Howard Dean, the chairman of the Democratic National Committee, sent a letter on Tuesday to his RNC counterpart, Ken Mehlman, citing the fact that the man convicted of organizing the phone-jamming called the White House political office repeatedly in the days before the election. Dean demanded that Mehlman say whether anyone at the White House or the RNC knew about the plot.

Mehlman, who in 2002 headed the White House political office, responded by saying he and his staff knew nothing of the plans. But Democrats fired back yesterday, accusing Mehlman of refusing to reveal the extent of the contact between the White House or RNC and the New Hampshire operatives.

''They're stonewalling because they can't face the truth," said Damien LaVera, a DNC spokesman. ''The law was broken here. We need to know where this goes -- who was involved in this, who authorized it."

The episode began with a political dirty trick engineered by New Hampshire Republicans on Nov. 5, 2002. Republican John E. Sununu, then a House member, was locked in a tight Senate race against Democrat Jeanne Shaheen, then the governor, in a contest some observers thought could determine control of the Senate.

In an effort to disrupt Democrats' get-out-the-vote efforts, officials with the state Republican Party hired a telemarketing company to tie up the hot lines that had been set up by Democrats and a firefighters' union to help get voters to the polls.

For about 90 minutes, computer-dialed calls tied up the hotlines, until the scheme was halted by state Republican officials who grew concerned about its legality. Sununu won the race by about 20,000 votes on a day in which Republicans swept the major races in New Hampshire and much of the nation.

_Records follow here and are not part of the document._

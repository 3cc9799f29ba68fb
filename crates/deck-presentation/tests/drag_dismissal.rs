use std::cell::Cell;
use std::rc::Rc;

use deck_foundation::{PointerEvent, PointerEventKind, SimultaneousRecognitionPolicy, RecognizerId};
use deck_presentation::GesturePhase;
use deck_testing::prelude::*;
use deck_ui_graphics::Point;

fn presented_host() -> TestHost {
    let host = TestHost::new(375.0, 667.0);
    host.present();
    host
}

#[test]
fn drag_sequence_follows_elastic_curve_then_dismisses() {
    let host = presented_host();

    let offsets = host.drag_through(&[0.0, 50.0, 130.0]);
    assert_eq!(offsets[0], 0.0);
    assert_eq!(offsets[1], 25.0);
    assert!((offsets[2] - 63.4).abs() < 0.1, "got {}", offsets[2]);
    assert_eq!(host.dismissals(), 0);

    host.drag_to(250.0);
    assert_eq!(host.dismissals(), 1);
    assert_eq!(host.presentation().gesture_phase(), GesturePhase::DismissRequested);
}

#[test]
fn dismissal_is_requested_once_per_crossing() {
    let host = presented_host();

    host.drag_through(&[0.0, 240.0, 260.0, 300.0, 245.0]);
    assert_eq!(host.dismissals(), 1);
}

#[test]
fn declined_dismissal_settles_and_accepts_a_new_drag() {
    let host = presented_host();
    host.set_dismiss_response(DismissResponse::Record);

    host.drag_through(&[0.0, 250.0]);
    assert_eq!(host.dismissals(), 1);
    host.release_at(250.0);
    assert_eq!(host.presentation().gesture_phase(), GesturePhase::Settling);
    host.settle();

    assert_eq!(host.presentation().gesture_phase(), GesturePhase::Idle);
    assert_eq!(host.presented_offset(), 0.0);

    let offsets = host.drag_through(&[0.0, 40.0]);
    assert_eq!(offsets, vec![0.0, 20.0]);
    assert_eq!(host.presentation().gesture_phase(), GesturePhase::Tracking);

    host.drag_to(250.0);
    assert_eq!(host.dismissals(), 2);
}

#[test]
fn short_drag_settles_back_over_a_quarter_second() {
    let host = presented_host();
    host.drag_through(&[0.0, 100.0]);
    assert_eq!(host.presented_offset(), 50.0);

    host.release_at(100.0);
    assert_eq!(host.presentation().gesture_phase(), GesturePhase::Settling);

    host.frame();
    assert_eq!(host.presented_offset(), 50.0);
    host.advance_millis(192);
    let midway = host.presented_offset();
    assert!(midway > 0.0 && midway < 50.0, "offset {midway}");
    assert_eq!(host.presentation().gesture_phase(), GesturePhase::Settling);

    host.advance_millis(64);
    assert!(host.transform_of(host.views().presented).is_identity());
    assert_eq!(host.presentation().gesture_phase(), GesturePhase::Idle);
    assert_eq!(host.dismissals(), 0);
}

#[test]
fn cancelled_drag_settles_like_a_release() {
    let host = presented_host();
    host.drag_through(&[0.0, 80.0]);
    host.cancel_at(80.0);
    host.settle();

    assert_eq!(host.presented_offset(), 0.0);
    assert_eq!(host.presentation().gesture_phase(), GesturePhase::Idle);
}

#[test]
fn disabled_policy_keeps_card_in_place() {
    let host = presented_host();
    host.presentation().set_dismiss_policy(Rc::new(|| false));

    let offsets = host.drag_through(&[0.0, 50.0, 130.0, 300.0]);
    assert!(offsets.iter().all(|offset| *offset == 0.0), "{offsets:?}");
    assert_eq!(host.dismissals(), 0);
}

#[test]
fn translation_restarts_from_zero_when_policy_allows_again() {
    let host = presented_host();
    let allowed = Rc::new(Cell::new(false));
    let policy_flag = Rc::clone(&allowed);
    host.presentation()
        .set_dismiss_policy(Rc::new(move || policy_flag.get()));

    host.drag_through(&[0.0, 100.0]);
    assert_eq!(host.presented_offset(), 0.0);

    allowed.set(true);
    host.drag_to(140.0);
    assert_eq!(host.presented_offset(), 20.0);
}

#[test]
fn upward_drag_is_ignored() {
    let host = presented_host();
    let offsets = host.drag_through(&[0.0, -30.0, -200.0]);
    assert_eq!(offsets, vec![0.0, 0.0, 0.0]);

    host.drag_to(40.0);
    host.drag_to(-10.0);
    assert_eq!(host.presented_offset(), 20.0);
}

#[test]
fn regrab_during_settle_takes_over() {
    let host = presented_host();
    host.drag_through(&[0.0, 100.0]);
    host.release_at(100.0);
    host.frame();
    host.advance_millis(64);

    host.drag_through(&[0.0, 60.0]);
    assert_eq!(host.presentation().gesture_phase(), GesturePhase::Tracking);
    assert_eq!(host.presented_offset(), 30.0);

    host.advance_millis(400);
    assert_eq!(host.presented_offset(), 30.0);
    assert_eq!(host.presentation().gesture_phase(), GesturePhase::Tracking);
}

#[test]
fn host_may_begin_dismissal_synchronously() {
    let host = presented_host();
    host.set_dismiss_response(DismissResponse::BeginTransition);

    host.drag_through(&[0.0, 250.0, 300.0]);
    assert_eq!(host.dismissals(), 1);

    let presenting = host.transform_of(host.views().presenting);
    assert!((presenting.scale - (1.0 - 40.0 / 667.0)).abs() < 1e-5);
    let offset = host.presented_offset();
    assert!(!host.release_at(300.0));
    assert_eq!(host.presentation().gesture_phase(), GesturePhase::Dismissing);

    host.settle();
    assert_eq!(host.presented_offset(), offset);
    assert_eq!(host.presentation().gesture_phase(), GesturePhase::Dismissing);
}

#[test]
fn second_pointer_is_ignored() {
    let host = presented_host();
    host.drag_through(&[0.0, 60.0]);

    let intruder = PointerEvent::new(PointerEventKind::Down, Point::new(10.0, 10.0)).with_pointer(999);
    assert!(!host.presentation().handle_pointer_event(&intruder));
    let intruder_move =
        PointerEvent::new(PointerEventKind::Move, Point::new(10.0, 400.0)).with_pointer(999);
    assert!(!host.presentation().handle_pointer_event(&intruder_move));

    assert_eq!(host.presented_offset(), 30.0);
}

#[test]
fn pointer_events_before_presentation_are_ignored() {
    let host = TestHost::new(320.0, 480.0);
    assert!(!host.press());
    assert!(!host.drag_to(300.0));
    assert_eq!(host.dismissals(), 0);
}

#[test]
fn own_recognizer_is_simultaneous_with_others() {
    let host = presented_host();
    let presentation = host.presentation();
    let own = presentation.recognizer_id();
    let other = RecognizerId::next();

    assert!(presentation.should_recognize_simultaneously(own, own));
    assert!(presentation.should_recognize_simultaneously(own, other));
    assert!(!presentation.should_recognize_simultaneously(other, own));
    assert!(!presentation.should_recognize_simultaneously(other, other));
}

The case has yielded three convictions so far, including those of the RNC's New England regional political director for the 2002 elections, James Tobin, and the then-executive director of the state Republican Party, Charles McGee. The third person convicted was Allen Raymond, a former Virginia telemarketing executive who was hired by the New Hampshire Republicans.

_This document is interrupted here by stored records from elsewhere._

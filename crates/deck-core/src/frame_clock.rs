use crate::runtime::{FrameCallbackId, RuntimeHandle};

/// Source of frame timestamps for animations.
#[derive(Clone)]
pub struct FrameClock {
    runtime: RuntimeHandle,
}

impl FrameClock {
    pub fn new(runtime: RuntimeHandle) -> Self {
        Self { runtime }
    }

    pub fn runtime_handle(&self) -> RuntimeHandle {
        self.runtime.clone()
    }

    /// Run `callback` once with the timestamp of the next frame.
    ///
    /// Dropping the returned registration cancels the callback.
    pub fn with_frame_nanos(
        &self,
        callback: impl FnOnce(u64) + 'static,
    ) -> FrameCallbackRegistration {
        let mut callback_opt = Some(callback);
        let runtime = self.runtime.clone();
        match runtime.register_frame_callback(move |time| {
            if let Some(callback) = callback_opt.take() {
                callback(time);
            }
        }) {
            Some(id) => FrameCallbackRegistration::new(runtime, id),
            None => FrameCallbackRegistration::inactive(runtime),
        }
    }

    pub fn with_frame_millis(
        &self,
        callback: impl FnOnce(u64) + 'static,
    ) -> FrameCallbackRegistration {
        self.with_frame_nanos(move |nanos| {
            let millis = nanos / 1_000_000;
            callback(millis);
        })
    }
}

pub struct FrameCallbackRegistration {
    runtime: RuntimeHandle,
    id: Option<FrameCallbackId>,
}

impl FrameCallbackRegistration {
    fn new(runtime: RuntimeHandle, id: FrameCallbackId) -> Self {
        Self {
            runtime,
            id: Some(id),
        }
    }

    fn inactive(runtime: RuntimeHandle) -> Self {
        Self { runtime, id: None }
    }

    pub fn is_active(&self) -> bool {
        self.id.is_some()
    }

    pub fn cancel(mut self) {
        if let Some(id) = self.id.take() {
            self.runtime.cancel_frame_callback(id);
        }
    }

    /// Keep the callback registered after this value is dropped.
    ///
    /// Used by owners that guard the callback body with a weak reference
    /// instead of holding on to the registration.
    pub fn detach(mut self) {
        self.id = None;
    }
}

impl Drop for FrameCallbackRegistration {
    fn drop(&mut self) {
        if let Some(id) = self.id.take() {
            self.runtime.cancel_frame_callback(id);
        }
    }
}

New Hampshire Democrats are now trying to prove that national political figures were involved in orchestrating or condoning the plan. On Tuesday, they asked a state judge to allow them to widen their inquiry in a civil lawsuit so that they can question former White House aides -- possibly including Mehlman -- and other national political figures about their conversations with state Republican officials.
There has to be a reason why so many calls that day came from or were made to the illegal jammers to the White House. I don't believe Mehlman's - or the White House's - explanation for a moment.